Online Review Mistakes that Auto Dealerships Should Avoid

Online reviews are a very important resource for auto dealerships. They can provide useful feedback, areas to improve, and great praises. Reviews can influence potential car buyers in a big way before they even visit your car dealer website or your auto dealership. Most people trust reviews, so you should monitor them closely. Show that you care about your customers’ experiences by responding to reviews. Here are some of the worst mistakes that any dealership can make with online reviews.

1. Ignoring reviews
Whether the feedback is positive or negative, it is useful feedback for your dealership that you didn’t have to pay a penny for. When your dealership gets positive reviews, it will help your online image and credibility towards new, potential, and current customers. You should cherish your positive reviews, thank those who posted them, and ask satisfied customers to add to them. Constantly monitoring your reviews is the best way to stay in the know about what people are saying about your dealership and your vehicles.

Negative reviews need to be treated differently, but they should never be ignored. Pay attention to trends in what your customers might be unhappy about so that you can improve. Try reaching out to people who have had a bad experience offline. Offer your apologies, and provide your contact information to discuss their complaint more. Offline, you can try to rectify mistakes or offer compensation for an issue that occurred. Sometimes negative reviews handled well can result in positive word of mouth and a new advocate for your dealership. Be sure to respond to positive and negative reviews within about a week.

2. Buying reviews.
Used car dealerships have an exceptionally hard time coming off as trustworthy and caring. If you buy positive reviews for your auto dealership, people will notice. It’s not authentic, and any possible short term benefits will not last. The long term negative impacts could really hurt your dealership’s image. Another thing to consider is that buying reviews is against the code. Any major website that hosts reviews will penalize companies that buy reviews.

People want to be assured that they are being treated fairly and working with honest people when they invest in something as expensive as a vehicle. No one wants to feel like they were misled by fake positive reviews. Don’t try to play the system. Instead, focus on giving people something positive to say about your new or used car dealership.

3. Arguing with reviewers.
Let’s say your dealership received an awful review on a popular review site like Google or Yelp. How would you respond? Did that customer have a point? Does your dealership need to work on customer service, explaining contracts better, or not trying to upsell customers? Be open to the opinions of customers, and pay attention to what they have to say. Try to see things from their perspective before discounting any negative comments.

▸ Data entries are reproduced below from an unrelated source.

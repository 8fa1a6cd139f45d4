//! Datasource interface (§6, consumed) plus an in-memory implementation for
//! tests and the demo binary. Datasource plugins themselves (GeoJSON,
//! shapefile, PostGIS) are out of scope, per spec.md's "external
//! collaborators" list.

pub mod datasource;
pub mod error;
pub mod memory;
pub mod query;

pub use datasource::{collect_all, Datasource, DatasourceKind, Featureset};
pub use error::DatasourceError;
pub use memory::MemoryDatasource;
pub use query::{PropertyNames, Query};
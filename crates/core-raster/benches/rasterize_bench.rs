use core_geom::vertex::{Command, VecStream};
use core_raster::{FillRule, Gamma, Rasterizer};
use criterion::{black_box, criterion_group, criterion_main, Criterion};

fn spiky_polygon(n: usize) -> Vec<Command> {
    let mut out = Vec::with_capacity(n + 2);
    out.push(Command::MoveTo { x: 256.0, y: 0.0 });
    for i in 1..n {
        let t = (i as f64 / n as f64) * std::f64::consts::TAU;
        let r = 200.0 + 40.0 * (t * 7.0).sin();
        out.push(Command::LineTo {
            x: 256.0 + r * t.cos(),
            y: 256.0 + r * t.sin(),
        });
    }
    out.push(Command::Close);
    out.push(Command::End);
    out
}

fn bench_rasterize(c: &mut Criterion) {
    let path = spiky_polygon(2000);
    c.bench_function("rasterize_spiky_2000pt", |b| {
        b.iter(|| {
            let mut stream = VecStream::new(black_box(path.clone()));
            let mut r = Rasterizer::new();
            r.add_stream(&mut stream);
            black_box(r.sweep(FillRule::NonZero, Gamma::default(), None))
        })
    });
}

criterion_group!(benches, bench_rasterize);
criterion_main!(benches);
//! Font/face interface (§6, consumed). Glyph rasterization itself is
//! delegated to an external font engine (spec.md §1's out-of-scope list);
//! this crate only pins down the `shape`/`bitmap` contract core-label and
//! core-render build text/shield symbolizers against, plus a deterministic
//! stub implementation for tests and the demo binary.

pub mod engine;
pub mod face;
pub mod glyph;

pub use engine::{FontEngine, StubFontEngine};
pub use face::{Face, FaceSet};
pub use glyph::{Glyph, GlyphBitmap};
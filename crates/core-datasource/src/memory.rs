//! An in-memory vector datasource (§6, used by tests, the demo binary, and
//! as a stand-in wherever a GeoJSON/shapefile/PostGIS plugin would sit).

use std::collections::HashMap;

use core_geom::{BBox, CachedGeometry, Feature, Geometry, RasterTile, Value};

use crate::datasource::{Datasource, DatasourceKind, Featureset};
use crate::error::DatasourceError;
use crate::query::{PropertyNames, Query};

/// One record held by `MemoryDatasource`, stored in a form that can be
/// rebuilt into a fresh `Feature` per query (a `Feature` itself is
/// single-consumption, owned by the symbolizer dispatcher for its lifetime).
struct Record {
    id: i64,
    attributes: HashMap<String, Value>,
    geometry: Option<Geometry>,
    raster: Option<RasterTile>,
}

/// A fixed collection of features held entirely in memory, queried by bbox
/// intersection and attribute projection. `envelope()` is the union bbox of
/// every stored geometry, updated incrementally as features are pushed.
pub struct MemoryDatasource {
    kind: DatasourceKind,
    records: Vec<Record>,
    envelope: BBox,
}

impl MemoryDatasource {
    pub fn new(kind: DatasourceKind) -> Self {
        Self { kind, records: Vec::new(), envelope: BBox::empty() }
    }

    pub fn vector() -> Self {
        Self::new(DatasourceKind::Vector)
    }

    pub fn raster() -> Self {
        Self::new(DatasourceKind::Raster)
    }

    pub fn push(&mut self, feature: Feature) {
        let geometry = feature.geometry().map(|g| g.geometry().clone());
        if let Some(g) = &geometry {
            self.envelope = self.envelope.union(CachedGeometry::new(g.clone()).bbox());
        }
        if let Some(raster) = feature.raster() {
            self.envelope = self.envelope.union(raster.extent);
        }
        let attributes: HashMap<String, Value> =
            feature.attribute_names().map(|n| (n.to_string(), feature.attr(n).clone())).collect();
        self.records.push(Record { id: feature.id(), attributes, geometry, raster: feature.raster().cloned() });
    }

    pub fn with_feature(mut self, feature: Feature) -> Self {
        self.push(feature);
        self
    }

    fn record_bbox(record: &Record) -> Option<BBox> {
        record.geometry.as_ref().map(|g| CachedGeometry::new(g.clone()).bbox()).or(record.raster.as_ref().map(|r| r.extent))
    }
}

impl Datasource for MemoryDatasource {
    fn kind(&self) -> DatasourceKind {
        self.kind
    }

    fn envelope(&self) -> BBox {
        self.envelope
    }

    fn features(&self, query: &Query) -> Result<Box<dyn Featureset + '_>, DatasourceError> {
        let effective = query.effective_bbox();
        let matches: Vec<usize> = self
            .records
            .iter()
            .enumerate()
            .filter(|(_, r)| Self::record_bbox(r).map(|b| b.intersects(&effective)).unwrap_or(true))
            .map(|(i, _)| i)
            .collect();
        Ok(Box::new(MemoryFeatureset { source: self, property_names: query.property_names.clone(), matches, pos: 0 }))
    }
}

struct MemoryFeatureset<'a> {
    source: &'a MemoryDatasource,
    property_names: PropertyNames,
    matches: Vec<usize>,
    pos: usize,
}

impl<'a> Featureset for MemoryFeatureset<'a> {
    fn next(&mut self) -> Option<Feature> {
        let idx = *self.matches.get(self.pos)?;
        self.pos += 1;
        let record = &self.source.records[idx];
        let mut feature = Feature::new(record.id);
        for (name, value) in &record.attributes {
            if self.property_names.wants(name) {
                feature = feature.with_attr(name.clone(), value.clone());
            }
        }
        if let Some(geometry) = &record.geometry {
            feature = feature.with_geometry(geometry.clone());
        }
        if let Some(raster) = &record.raster {
            feature = feature.with_raster(raster.clone());
        }
        Some(feature)
    }
}

#[cfg(test)]
mod tests {
    use super::*;

    fn point_feature(id: i64, x: f64, y: f64) -> Feature {
        Feature::new(id).with_geometry(Geometry::Point(x, y))
    }

    #[test]
    fn feature_outside_query_bbox_is_excluded() {
        let mut ds = MemoryDatasource::vector();
        ds.push(point_feature(1, 5.0, 5.0));
        ds.push(point_feature(2, 500.0, 500.0));
        let query = Query::new(BBox { min_x: 0.0, min_y: 0.0, max_x: 10.0, max_y: 10.0 }, 256, 256);
        let results = crate::datasource::collect_all(ds.features(&query).unwrap());
        assert_eq!(results.iter().map(|f| f.id()).collect::<Vec<_>>(), vec![1]);
    }

    #[test]
    fn envelope_unions_every_stored_feature() {
        let ds = MemoryDatasource::vector().with_feature(point_feature(1, 0.0, 0.0)).with_feature(point_feature(2, 100.0, 100.0));
        let env = ds.envelope();
        assert_eq!(env.max_x, 100.0);
        assert_eq!(env.max_y, 100.0);
    }

    #[test]
    fn attributes_survive_the_round_trip() {
        let ds = MemoryDatasource::vector().with_feature(point_feature(1, 1.0, 1.0).with_attr("name", "alpha"));
        let query = Query::new(BBox { min_x: -10.0, min_y: -10.0, max_x: 10.0, max_y: 10.0 }, 256, 256);
        let results = crate::datasource::collect_all(ds.features(&query).unwrap());
        assert_eq!(results[0].attr("name").as_str(), Some("alpha"));
    }

    #[test]
    fn property_projection_drops_unrequested_attributes() {
        let ds = MemoryDatasource::vector()
            .with_feature(point_feature(1, 1.0, 1.0).with_attr("name", "alpha").with_attr("population", 100i64));
        let query = Query::new(BBox { min_x: -10.0, min_y: -10.0, max_x: 10.0, max_y: 10.0 }, 256, 256)
            .with_property_names(PropertyNames::Only(vec!["name".to_string()]));
        let results = crate::datasource::collect_all(ds.features(&query).unwrap());
        assert_eq!(results[0].attr("name").as_str(), Some("alpha"));
        assert!(results[0].attr("population").is_null());
    }
}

Replying to a negative review by placing blame elsewhere or answering in anger is never a good choice. It shows that your dealership is not professional and only cares what customers have to say if it’s something that praises you. Maybe you messed up and need to apologize. There’s a small chance that they’re lying about an experience they had with your dealership. That doesn’t give you liberty to respond unprofessionally. Instead of trying to discount negative reviews, lessen their impact with many more positive reviews. People are likely to be understanding if there are a couple negative reviews within a long list of positive ones.

4. Failing to utilize positive reviews.
Your positive reviews and testimonies should be sprinkled throughout your auto dealer website, marketing materials, and emails. People love to see what your past customers have to say about the service or vehicle they received from your car dealership. A simple testimonial in a promotional email can impact peoples’ view of your dealership in a big way.

Asking for positive reviews is absolutely okay, and it’s even encouraged. However, don’t be too pushy. Persistently seeking praises from your customers will eventually get old. If you do get some positive reviews, cherish them because they can counteract your negative reviews and give your dealership a better position in the auto industry among consumers.

Any online reviews serve as valuable feedback, so your dealership should treat them as such. If negative reviews are taking over, try to address the issues being talked about. Also, consider asking satisfied customers to leave a positive review. Most people are happy to leave a good review if they’re asked.